Artefact specializes in applied artificial intelligence and generative AI. Its mission: to help organizations move from experimentation to large-scale adoption by combining strategic alignment, hands-on training, and technical co-creation.

When a leading global commodity trading company sought to accelerate its AI transformation, it turned to Artefact to turn potential into measurable performance. The goal was to make generative AI a daily productivity tool across departments while ensuring robust governance, compliance, and lasting cultural change.

Challenge: Turning AI curiosity into enterprise capability

Like many organizations, the client had already begun experimenting with generative AI tools such as Microsoft Copilot. But early projects had not yet translated into enterprise-wide impact. Two main challenges emerged: 

  1. Empowering people: Employees needed structured, relevant upskilling to confidently use generative AI in their day-to-day work. While interest was high, practical know-how varied widely across teams.
  2. Building intelligent automation: Beyond personal productivity tools, the company wanted to explore custom AI assistants capable of automating complex workflows such as compliance checks, documentation, and reporting.

In short, the company needed a roadmap to scale AI safely and strategically, ensuring that innovation translated into both efficiency and trust.

Solution: From learning to doing with co-creation

Artefact applied its proven GenAI adoption framework, adapting it to the fast-paced, data-sensitive world of commodity trading. The program unfolded in three key stages, from capability building to co-creation.

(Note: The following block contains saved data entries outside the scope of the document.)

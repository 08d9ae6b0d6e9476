use diagram_editor::{DiagramEditorApp, EditorConfig};
use eframe::egui;
use std::path::PathBuf;

fn main() -> eframe::Result<()> {
    env_logger::Builder::from_env(env_logger::Env::default().default_filter_or("info")).init();

    let config_path = std::env::args().nth(1).map(PathBuf::from);
    let config = match EditorConfig::load_or_default(config_path.as_deref()) {
        Ok(config) => config,
        Err(e) => {
            log::warn!("Using default config: {:#}", e);
            EditorConfig::default()
        }
    };

    let options = eframe::NativeOptions {
        viewport: egui::ViewportBuilder::default()
            .with_inner_size([1280.0, 800.0])
            .with_title("Diagram Editor"),
        ..Default::default()
    };

    eframe::run_native(
        "Diagram Editor",
        options,
        Box::new(|_cc| Ok(Box::new(DiagramEditorApp::new(config)))),
    )
}
use crate::config::ViewConfig;

/// Scale and translation of the drawing surface
#[derive(Debug, Clone, PartialEq)]
pub struct ViewController {
    scale: f32,
    translate: (f32, f32),
    zoom_in_factor: f32,
    zoom_out_factor: f32,
}

impl ViewController {
    pub fn new(config: &ViewConfig) -> Self {
        Self {
            scale: 1.0,
            translate: (0.0, 0.0),
            zoom_in_factor: config.zoom_in_factor,
            zoom_out_factor: config.zoom_out_factor,
        }
    }

    pub fn zoom_in(&mut self) {
        self.scale *= self.zoom_in_factor;
    }

    pub fn zoom_out(&mut self) {
        self.scale *= self.zoom_out_factor;
    }

    /// Back to scale 1 at the origin
    pub fn reset(&mut self) {
        self.translate = (0.0, 0.0);
        self.scale = 1.0;
    }

    /// Shift the view by a screen-space delta
    pub fn pan(&mut self, dx: f32, dy: f32) {
        self.translate.0 += dx;
        self.translate.1 += dy;
    }

    pub fn scale(&self) -> f32 {
        self.scale
    }

    pub fn translate(&self) -> (f32, f32) {
        self.translate
    }

    /// Convert canvas coordinates to coordinates relative to the view origin
    pub fn to_screen(&self, x: f32, y: f32) -> (f32, f32) {
        (
            x * self.scale + self.translate.0,
            y * self.scale + self.translate.1,
        )
    }

    /// Inverse of [`ViewController::to_screen`]
    pub fn to_canvas(&self, x: f32, y: f32) -> (f32, f32) {
        (
            (x - self.translate.0) / self.scale,
            (y - self.translate.1) / self.scale,
        )
    }
}

impl Default for ViewController {
    fn default() -> Self {
        Self::new(&ViewConfig::default())
    }
}
use serde::{Deserialize, Serialize};
use ulid::Ulid;

/// Directed connection between two shapes
#[derive(Debug, Clone, Serialize, Deserialize, PartialEq)]
pub struct Link {
    /// Store handle
    pub handle: Ulid,

    /// Source shape handle (the arrow starts here)
    pub source: Ulid,

    /// Target shape handle (the arrow points here)
    pub target: Ulid,

    /// Text rendered at the link's midpoint
    pub custom_label: Option<String>,

    /// "source → target" description, fixed at creation
    pub tooltip: String,

    /// Stroke color
    pub color: String,
}

impl Link {
    /// Create a new link with a fresh handle
    pub fn new(source: Ulid, target: Ulid, color: impl Into<String>) -> Self {
        Self {
            handle: Ulid::new(),
            source,
            target,
            custom_label: None,
            tooltip: String::new(),
            color: color.into(),
        }
    }

    /// Set the midpoint label; blank text means no label
    pub fn with_custom_label(mut self, label: impl Into<String>) -> Self {
        let label = label.into();
        self.custom_label = if label.trim().is_empty() {
            None
        } else {
            Some(label)
        };
        self
    }

    pub fn with_tooltip(mut self, tooltip: impl Into<String>) -> Self {
        self.tooltip = tooltip.into();
        self
    }

    /// Label text as exported (empty when none)
    pub fn custom_label_text(&self) -> &str {
        self.custom_label.as_deref().unwrap_or("")
    }
}

/// Tooltip text for a link between two shapes
pub fn link_tooltip(source_text: &str, target_text: &str) -> String {
    format!("{} → {}", source_text, target_text)
}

  1. Assessing readiness and opportunity: The engagement began with a comprehensive AI maturity audit to evaluate existing capabilities and identify the departments most likely to benefit from generative AI. This diagnostic phase helped prioritize high-value use cases and ensure executive alignment around business goals.
  2. Tailoring adoption to business priorities: Artefact then built a targeted adoption plan around three pillars:
    Adoption: Accelerate upskilling on Copilot and other generative tools through blended learning combining live workshops, e-learning, and ongoing coaching.
    Business alignment: Translate AI potential into concrete departmental use cases, from accounting and HR to strategy and risk management.
    Innovation: Encourage experimentation through hackathons and internal challenges, enabling teams to prototype AI assistants designed for specific business needs.
  3. Co-developing custom AI assistants: To move from theory to practice, agent hackathons were organized that brought together multidisciplinary teams of data experts, business users, and compliance officers.

One flagship outcome was the development of a Copilot-based compliance assistant, capable of automatically analyzing regulatory documents, extracting key information, and flagging potential risks for review. By combining prompt engineering best practices with domain fine-tuning, the assistant delivered measurable time savings while maintaining full traceability and adherence to compliance standards.

Artefact also helped the client establish long-term enablers of adoption:

  • Weekly AI office hours for live Q&A and peer learning
  • An AI community of practice to share insights and refine use cases
  • A prompt library integrated directly into Copilot, ensuring reusable workflows and continuous improvement

These initiatives transformed AI from an experimental toolset into a structured capability embedded in daily operations.

Results: Scaling adoption and building an AI-ready culture

Within just a few weeks of launch, the company saw tangible results across multiple dimensions:

  • Increased engagement: Copilot usage rose steadily across departments, with growing confidence among employees to use GenAI responsibly and creatively.
  • Operational efficiency: Early deployments of AI assistants significantly reduced time spent on document review and compliance reporting.
  • Knowledge sharing: Over 50 business-relevant prompts and workflows were created and shared internally, becoming a foundation for future automation.
  • Cultural transformation: A genuine AI community took shape — one that embraces experimentation, collaboration, and continuous learning.

By combining strategic alignment, human-centered training, and technical co-development, Artefact helped this global trading leader embed AI into its operating model, turning it from a standalone initiative into a sustained competitive advantage.

Conclusion: Successful AI adoption requires a roadmap

AI adoption doesn’t happen by accident; it happens by design. Artefact’s approach demonstrates that scaling generative AI requires more than technology: it demands structure, engagement, and trust.

With the right mix of training, experimentation, and business alignment, organizations can move from curiosity to capability – and from capability to impact.